La situation très difficile des étudiants est confirmée par une enquête réalisée par la Fédération des associations étudiantes (Fage), l'Association nationale des étudiantes sage-femme et l'Association fédérative des étudiants de Poitiers. D’où leur demande d’une éventuelle prise en charge par la sécurité sociale, sur la base d'une «aide financière calculée sur les frais réels engendrés par les menstruations», ainsi que de mesures telles que «la sensibilisation et (…) la prévention sur les règles et les maladies qui y sont associées, dans un cadre scolaire, (…) périscolaire et universitaire; l’obligation pour les entreprises de rendre publique la composition des protections et la révision des normes sanitaires et l’interdiction des produits nocifs au niveau français et européen». Les organisations soulignent qu’elles se mobilisent pour aider, mais constatent que si «un budget de 5 millions d’euros est dès à présent alloué par l’Etat pour lutter contre ce phénomène», «les fonds ne sont malheureusement pas fléchés vers les étudiants».

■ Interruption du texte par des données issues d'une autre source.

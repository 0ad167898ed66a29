// SPDX-License-Identifier: MIT

//! Activity-access adapter: the operations exposed as tools.
//!
//! Each operation validates its inputs, resolves credentials from the
//! per-call override or the startup configuration, performs at most one
//! Strava request and/or one token store access, and returns a JSON
//! payload. Failures become structured error values at the tool boundary
//! (see [`crate::error::AdapterError::to_value`]); nothing here retries
//! or caches.

use crate::config::Config;
use crate::error::{AdapterError, Result};
use crate::store::{StoreError, TokenStore};
use crate::strava::StravaClient;
use serde_json::{json, Value};
use std::sync::Arc;

/// The adapter: configuration + Strava client + injected token store.
pub struct StravaAdapter {
    config: Config,
    client: StravaClient,
    store: Arc<dyn TokenStore>,
}

impl StravaAdapter {
    /// Create an adapter against the production Strava endpoints.
    pub fn new(config: Config, store: Arc<dyn TokenStore>) -> Self {
        Self::with_client(config, StravaClient::new(), store)
    }

    /// Create an adapter with an explicit client (tests point it at a
    /// mock server).
    pub fn with_client(config: Config, client: StravaClient, store: Arc<dyn TokenStore>) -> Self {
        Self {
            config,
            client,
            store,
        }
    }

    /// Build the Strava authorization URL.
    ///
    /// No side effects. The client id comes from the argument or the
    /// configured `STRAVA_CLIENT_ID`.
    pub fn authorization_url(&self, client_id: Option<u64>) -> Result<String> {
        let client_id = self.resolve_client_id(client_id)?;
        Ok(self.client.authorization_url(client_id))
    }

    /// Refresh an access token using a refresh token.
    ///
    /// Returns the `{access_token, refresh_token, expires_at, expires_in}`
    /// subset of the bundle. Does not persist anything.
    pub async fn refresh_access_token(
        &self,
        refresh_token: &str,
        client_id: Option<u64>,
        client_secret: Option<String>,
    ) -> Result<Value> {
        if refresh_token.is_empty() {
            return Err(AdapterError::Validation("missing refresh token".to_string()));
        }
        let client_id = self.resolve_client_id(client_id)?;
        let client_secret = self.resolve_client_secret(client_secret)?;

        let bundle = self
            .client
            .refresh_token(client_id, &client_secret, refresh_token)
            .await?;

        Ok(token_subset(&bundle))
    }

    /// Exchange an authorization code for tokens and fetch the athlete's
    /// activity list with the new access token.
    ///
    /// The full bundle subset (including `athlete`, `token_type`, `scope`
    /// when present) is persisted before the activities call, overwriting
    /// any prior store contents. A failed persist does not fail the
    /// operation: the result carries `persisted: false` plus
    /// `persist_error` so the caller can see the partial failure.
    pub async fn exchange_code_for_activities(
        &self,
        code: &str,
        client_id: Option<u64>,
        client_secret: Option<String>,
    ) -> Result<Value> {
        if code.is_empty() {
            return Err(AdapterError::Validation(
                "missing authorization code".to_string(),
            ));
        }
        let client_id = self.resolve_client_id(client_id)?;
        let client_secret = self.resolve_client_secret(client_secret)?;

        let bundle = self
            .client
            .exchange_code(client_id, &client_secret, code)
            .await?;

        // Persist for later refresh usage before touching the API again.
        let persist_result = self.store.write(&persisted_subset(&bundle));
        if let Err(e) = &persist_result {
            tracing::warn!(error = %e, "Failed to persist tokens, continuing anyway");
        }

        let access_token = bundle
            .get("access_token")
            .and_then(Value::as_str)
            .unwrap_or_default();
        let activities = self.client.list_activities(access_token).await?;

        let mut result = json!({
            "activities": activities,
            "tokens": token_subset(&bundle),
            "persisted": persist_result.is_ok(),
        });
        if let Err(e) = persist_result {
            result["persist_error"] = Value::String(e.to_string());
        }
        Ok(result)
    }

    /// Fetch the athlete's activity list with an existing access token.
    ///
    /// Returns the raw decoded response body directly, no wrapping.
    pub async fn fetch_activities_with_token(&self, access_token: &str) -> Result<Value> {
        if access_token.is_empty() {
            return Err(AdapterError::Validation("missing access token".to_string()));
        }
        self.client.list_activities(access_token).await
    }

    /// Write a token bundle verbatim to the store, replacing any prior
    /// contents.
    pub fn persist_tokens(&self, tokens: &Value) -> Result<Value> {
        if !tokens.is_object() {
            return Err(AdapterError::Validation("tokens object required".to_string()));
        }
        self.store
            .write(tokens)
            .map_err(|e| self.store_error(e))?;
        Ok(json!({
            "ok": true,
            "path": self.store.path().display().to_string(),
        }))
    }

    /// Read and decode the stored token bundle.
    pub fn load_tokens(&self) -> Result<Value> {
        match self.store.read() {
            Ok(tokens) => Ok(json!({
                "ok": true,
                "tokens": tokens,
                "path": self.store.path().display().to_string(),
            })),
            Err(e) => Err(self.store_error(e)),
        }
    }

    /// Resolve the client id from the per-call override or configuration.
    ///
    /// An env value that is absent or not an integer is the same
    /// configuration error; no network or file access happens after a
    /// resolution failure.
    fn resolve_client_id(&self, client_id: Option<u64>) -> Result<u64> {
        if let Some(id) = client_id {
            return Ok(id);
        }
        self.config
            .client_id
            .as_deref()
            .and_then(|raw| raw.parse().ok())
            .ok_or_else(|| AdapterError::Config("missing client id config".to_string()))
    }

    /// Resolve the client secret from the per-call override or configuration.
    fn resolve_client_secret(&self, client_secret: Option<String>) -> Result<String> {
        client_secret
            .filter(|s| !s.is_empty())
            .or_else(|| self.config.client_secret.clone())
            .ok_or_else(|| AdapterError::Config("missing client secret config".to_string()))
    }

    fn store_error(&self, e: StoreError) -> AdapterError {
        AdapterError::Store {
            message: e.to_string(),
            path: self.store.path().to_path_buf(),
        }
    }
}

/// The four-field token subset returned to callers.
fn token_subset(bundle: &Value) -> Value {
    json!({
        "access_token": field(bundle, "access_token"),
        "refresh_token": field(bundle, "refresh_token"),
        "expires_at": field(bundle, "expires_at"),
        "expires_in": field(bundle, "expires_in"),
    })
}

/// The persisted bundle: the token subset plus athlete/type/scope.
fn persisted_subset(bundle: &Value) -> Value {
    json!({
        "access_token": field(bundle, "access_token"),
        "refresh_token": field(bundle, "refresh_token"),
        "expires_at": field(bundle, "expires_at"),
        "expires_in": field(bundle, "expires_in"),
        "athlete": field(bundle, "athlete"),
        "token_type": field(bundle, "token_type"),
        "scope": field(bundle, "scope"),
    })
}

fn field(bundle: &Value, key: &str) -> Value {
    bundle.get(key).cloned().unwrap_or(Value::Null)
}
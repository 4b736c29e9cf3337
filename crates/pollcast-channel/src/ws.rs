//! WebSocket transport on tokio-tungstenite.

use std::sync::atomic::{AtomicBool, Ordering};
use std::sync::Arc;

use futures::future::{BoxFuture, FutureExt};
use futures::stream::{SplitSink, SplitStream};
use futures::{SinkExt, StreamExt};
use tokio::net::TcpStream;
use tokio::sync::Mutex;
use tokio_tungstenite::tungstenite::Message;
use tokio_tungstenite::{connect_async, MaybeTlsStream, WebSocketStream};
use tracing::{debug, info, warn};

use crate::connector::{Connection, Connector, InboundSink};
use crate::error::{ChannelError, Result};

type WsStream = WebSocketStream<MaybeTlsStream<TcpStream>>;

/// Opens real WebSocket connections.
#[derive(Debug, Clone, Copy, Default)]
pub struct WsConnector;

impl WsConnector {
    pub fn new() -> Self {
        Self
    }
}

impl Connector for WsConnector {
    fn connect(
        &self,
        uri: String,
        inbound: InboundSink,
    ) -> BoxFuture<'static, Result<Arc<dyn Connection>>> {
        async move {
            let (stream, _) = connect_async(uri.as_str())
                .await
                .map_err(|e| ChannelError::Connect {
                    uri: uri.clone(),
                    reason: e.to_string(),
                })?;

            let (write, read) = stream.split();
            let conn = Arc::new(WsConnection {
                sink: Mutex::new(write),
                open: AtomicBool::new(true),
            });

            tokio::spawn(read_loop(read, Arc::clone(&conn), inbound));

            Ok(conn as Arc<dyn Connection>)
        }
        .boxed()
    }
}

/// An open WebSocket. Reads happen on a background task; writes are
/// serialized through the sink mutex.
pub struct WsConnection {
    sink: Mutex<SplitSink<WsStream, Message>>,
    open: AtomicBool,
}

impl WsConnection {
    fn mark_closed(&self) {
        self.open.store(false, Ordering::SeqCst);
    }
}

impl Connection for WsConnection {
    fn send(&self, text: String) -> BoxFuture<'_, Result<()>> {
        async move {
            if !self.is_open() {
                return Err(ChannelError::Closed);
            }
            let mut sink = self.sink.lock().await;
            if let Err(e) = sink.send(Message::Text(text.into())).await {
                self.mark_closed();
                return Err(ChannelError::Send(e.to_string()));
            }
            Ok(())
        }
        .boxed()
    }

    fn is_open(&self) -> bool {
        self.open.load(Ordering::SeqCst)
    }
}

/// Forward text frames until the server closes or the socket errors.
///
/// Pings are answered by tungstenite itself on the next read or write.
async fn read_loop(mut read: SplitStream<WsStream>, conn: Arc<WsConnection>, inbound: InboundSink) {
    while let Some(msg) = read.next().await {
        match msg {
            Ok(Message::Text(text)) => {
                inbound.deliver_frame(text.as_str());
            }
            Ok(Message::Close(_)) => {
                info!("Server closed the connection");
                break;
            }
            Ok(other) => {
                debug!("Ignoring non-text frame ({} bytes)", other.len());
            }
            Err(e) => {
                warn!("WebSocket error: {}", e);
                break;
            }
        }
    }
    conn.mark_closed();
}
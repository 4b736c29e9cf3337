//! Markup serialization, following the HTML fragment serialization rules
//! closely enough that digests of the same page agree across hosts.

use crate::document::Document;
use crate::node::{NodeData, NodeId};

pub(crate) fn inner_html(doc: &Document, id: NodeId, skip: &dyn Fn(NodeId) -> bool) -> String {
    let mut out = String::new();
    for child in doc.children(id) {
        write_node(doc, *child, skip, &mut out);
    }
    out
}

pub(crate) fn write_node(
    doc: &Document,
    id: NodeId,
    skip: &dyn Fn(NodeId) -> bool,
    out: &mut String,
) {
    if skip(id) {
        return;
    }
    let Ok(node) = doc.node(id) else {
        return;
    };
    match &node.data {
        NodeData::Text(text) => escape_text(text, out),
        NodeData::Element { tag, attrs } => {
            out.push('<');
            out.push_str(tag);
            for (name, value) in attrs {
                out.push(' ');
                out.push_str(name);
                out.push_str("=\"");
                escape_attr(value, out);
                out.push('"');
            }
            out.push('>');
            if crate::is_void(tag) {
                return;
            }
            for child in &node.children {
                write_node(doc, *child, skip, out);
            }
            out.push_str("</");
            out.push_str(tag);
            out.push('>');
        }
    }
}

fn escape_text(text: &str, out: &mut String) {
    for c in text.chars() {
        match c {
            '&' => out.push_str("&amp;"),
            '<' => out.push_str("&lt;"),
            '>' => out.push_str("&gt;"),
            '\u{a0}' => out.push_str("&nbsp;"),
            _ => out.push(c),
        }
    }
}

fn escape_attr(value: &str, out: &mut String) {
    for c in value.chars() {
        match c {
            '&' => out.push_str("&amp;"),
            '"' => out.push_str("&quot;"),
            '\u{a0}' => out.push_str("&nbsp;"),
            _ => out.push(c),
        }
    }
}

De nouvelles mesures et initiatives de soutien à saluer
Afin d’aider les entreprises à relancer leur activité, la Fédération bancaire française et le ministère de l'Économie s’engagent en commun pour un dispositif de «prêt participatif relance», exceptionnel et temporaire, dédié aux «entreprises n’ayant pas accès aux instruments de marché et ne souhaitant pas de modification dans leur gouvernance», précise la FBF. Son accessibilité est facilitée par «la garantie d'État». Les banques mobiliseront «une partie de l’épargne longue disponible via les investisseurs» pour permettre aux entreprises de «consolider leur bilan afin de trouver des capacités d’investissement».
Ce projet est salué par la CPME, ce d'autant qu'elle «a participé à l’élaboration» et qu'il concernera largement les PME. Elle attire toutefois l'attention sur la nécessaire reconnaissance de leur «qualité de quasi-fonds propres», notamment par le secteur bancaire. Pour la confédération patronale, il faut en outre que les prêts garantis par l'Etat évoluent en «prêts de consolidation».
De leur côté, plusieurs syndicats de la branche de l'aide à domicile (Adedom, ADMR, FNAAP, Una), apprécient la décision de la caisse d'allocations familiales de «simplification de la circulaire de 2016» sur l'aide à domicile pour les familles, qui revient sur les conditions très difficiles d'accès. Si les services d'accompagnement et de l'aide à domicile (SAAD) y voient aussi une marque de confiance de la part de la CNAF, ils n'en subissent pas moins une «baisse d'activité (…) en grande partie liée à la crise sanitaire», ce pourquoi les organisations demandent «une modification des règles de construction du budget prévisionnel (des SAAD-NDLR) pour les trois prochaines années», ainsi que le «maintien des dotations jusqu'au 30 juin 2021.
La Caisse nationale de sécurité sociale prendra toute sa part au plan «1 jeune, 1 solution». Ce sera l'objet de la «convention» que la CNAM Ameli et l'Ucanss signeront le 10 mars 2021, et quoi doit conforter l'appel aux «300 organismes locaux (de l'assurance-maladie) à poster des offres sur www.1jeune1solution.gouv.fr». L'éventail du recrutement couvre les «CDI, CDD, alternance, service civique».